**The data**
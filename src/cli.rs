//! # Command-Line Interface / 命令行接口
//!
//! Builds the clap command with localized help text and dispatches to
//! [`commands::run`].
//!
//! 使用本地化帮助文本构建 clap 命令并分派到 [`commands::run`]。

pub mod commands;

use anyhow::Result;
use clap::{Arg, ArgAction, ArgMatches, Command};
use std::{env, path::PathBuf};

use crate::core::config::DEFAULT_CONFIG_FILE;
use crate::infra::{logging, t};

/// Exit code for errors that stop the run before any test executes.
pub const FATAL_EXIT_CODE: u8 = 2;

/// Output format of the final result.
#[derive(Debug, Clone, Copy, PartialEq, Eq)]
pub enum OutputFormat {
    Text,
    Json,
}

/// Everything the run command needs from the command line.
#[derive(Debug, Clone)]
pub struct RunArgs {
    pub config: PathBuf,
    pub paths: Vec<PathBuf>,
    pub jobs: Option<usize>,
    pub timeout_secs: Option<u64>,
    pub verbose: u8,
    pub quiet: bool,
    pub format: OutputFormat,
    pub output: Option<PathBuf>,
    pub total_runners: Option<usize>,
    pub runner_index: Option<usize>,
    pub params: Vec<String>,
    pub lang: Option<String>,
}

/// Pre-parses the command line arguments to find the language setting.
/// This allows i18n to be initialized before the full CLI is built.
/// It looks for a `--lang <VALUE>` or `--lang=<VALUE>` argument.
fn pre_parse_language() -> Option<String> {
    let args: Vec<String> = env::args().collect();
    args.iter().enumerate().find_map(|(pos, arg)| {
        if arg == "--lang" {
            args.get(pos + 1).cloned()
        } else {
            arg.strip_prefix("--lang=").map(str::to_string)
        }
    })
}

pub fn build_cli(locale: &str) -> Command {
    Command::new("lit-runner")
        .version(env!("CARGO_PKG_VERSION"))
        .about(t!("cli.about", locale = locale).to_string())
        .arg(
            Arg::new("paths")
                .help(t!("cli.paths", locale = locale).to_string())
                .value_name("PATHS")
                .num_args(0..)
                .value_parser(clap::value_parser!(PathBuf))
                .action(ArgAction::Append),
        )
        .arg(
            Arg::new("config")
                .short('c')
                .long("config")
                .help(t!("cli.config", locale = locale).to_string())
                .value_name("CONFIG")
                .default_value(DEFAULT_CONFIG_FILE)
                .value_parser(clap::value_parser!(PathBuf))
                .action(ArgAction::Set),
        )
        .arg(
            Arg::new("jobs")
                .short('j')
                .long("jobs")
                .help(t!("cli.jobs", locale = locale).to_string())
                .value_name("JOBS")
                .value_parser(clap::value_parser!(usize))
                .action(ArgAction::Set),
        )
        .arg(
            Arg::new("timeout")
                .long("timeout")
                .help(t!("cli.timeout", locale = locale).to_string())
                .value_name("SECONDS")
                .value_parser(clap::value_parser!(u64))
                .action(ArgAction::Set),
        )
        .arg(
            Arg::new("verbose")
                .short('v')
                .long("verbose")
                .help(t!("cli.verbose", locale = locale).to_string())
                .action(ArgAction::Count),
        )
        .arg(
            Arg::new("quiet")
                .short('q')
                .long("quiet")
                .help(t!("cli.quiet", locale = locale).to_string())
                .action(ArgAction::SetTrue),
        )
        .arg(
            Arg::new("format")
                .long("format")
                .help(t!("cli.format", locale = locale).to_string())
                .value_name("FORMAT")
                .value_parser(["text", "json"])
                .default_value("text")
                .action(ArgAction::Set),
        )
        .arg(
            Arg::new("output")
                .short('o')
                .long("output")
                .help(t!("cli.output", locale = locale).to_string())
                .value_name("FILE")
                .value_parser(clap::value_parser!(PathBuf))
                .action(ArgAction::Set),
        )
        .arg(
            Arg::new("param")
                .short('D')
                .long("param")
                .help(t!("cli.param", locale = locale).to_string())
                .value_name("FEATURE")
                .action(ArgAction::Append),
        )
        .arg(
            Arg::new("total-runners")
                .long("total-runners")
                .help(t!("cli.total_runners", locale = locale).to_string())
                .value_name("TOTAL_RUNNERS")
                .value_parser(clap::value_parser!(usize))
                .action(ArgAction::Set)
                .requires("runner-index"),
        )
        .arg(
            Arg::new("runner-index")
                .long("runner-index")
                .help(t!("cli.runner_index", locale = locale).to_string())
                .value_name("RUNNER_INDEX")
                .value_parser(clap::value_parser!(usize))
                .action(ArgAction::Set)
                .requires("total-runners"),
        )
        .arg(
            Arg::new("lang")
                .long("lang")
                .help(t!("cli.lang", locale = locale).to_string())
                .value_name("LANGUAGE")
                .action(ArgAction::Set),
        )
}

/// Extracts [`RunArgs`] from parsed matches.
pub fn run_args(matches: &ArgMatches) -> RunArgs {
    let format = match matches.get_one::<String>("format").map(String::as_str) {
        Some("json") => OutputFormat::Json,
        _ => OutputFormat::Text,
    };
    RunArgs {
        config: matches
            .get_one::<PathBuf>("config")
            .cloned()
            .unwrap_or_else(|| PathBuf::from(DEFAULT_CONFIG_FILE)),
        paths: matches
            .get_many::<PathBuf>("paths")
            .map(|paths| paths.cloned().collect())
            .unwrap_or_default(),
        jobs: matches.get_one::<usize>("jobs").copied(),
        timeout_secs: matches.get_one::<u64>("timeout").copied(),
        verbose: matches.get_count("verbose"),
        quiet: matches.get_flag("quiet"),
        format,
        output: matches.get_one::<PathBuf>("output").cloned(),
        total_runners: matches.get_one::<usize>("total-runners").copied(),
        runner_index: matches.get_one::<usize>("runner-index").copied(),
        params: matches
            .get_many::<String>("param")
            .map(|params| params.cloned().collect())
            .unwrap_or_default(),
        lang: matches.get_one::<String>("lang").cloned(),
    }
}

/// Parses the command line and runs the suite.
///
/// # Returns
/// The process exit code: 0 when every test passed, 1 otherwise.
pub async fn run() -> Result<u8> {
    // Pre-parse language and initialize i18n first.
    match pre_parse_language() {
        Some(language) => rust_i18n::set_locale(crate::resolve_locale(&language)),
        None => crate::init(),
    }
    let locale = rust_i18n::locale().to_string();

    let matches = build_cli(&locale).get_matches();
    let args = run_args(&matches);
    logging::init_logging(args.verbose);

    commands::run::execute(args).await
}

**Goal of the exercise**
Return each line of the entries that holds the string "collect".

**Answer for this exercise**
    let args: Vec<String> = env::args().collect();
            .map(|paths| paths.cloned().collect())
            .map(|params| params.cloned().collect())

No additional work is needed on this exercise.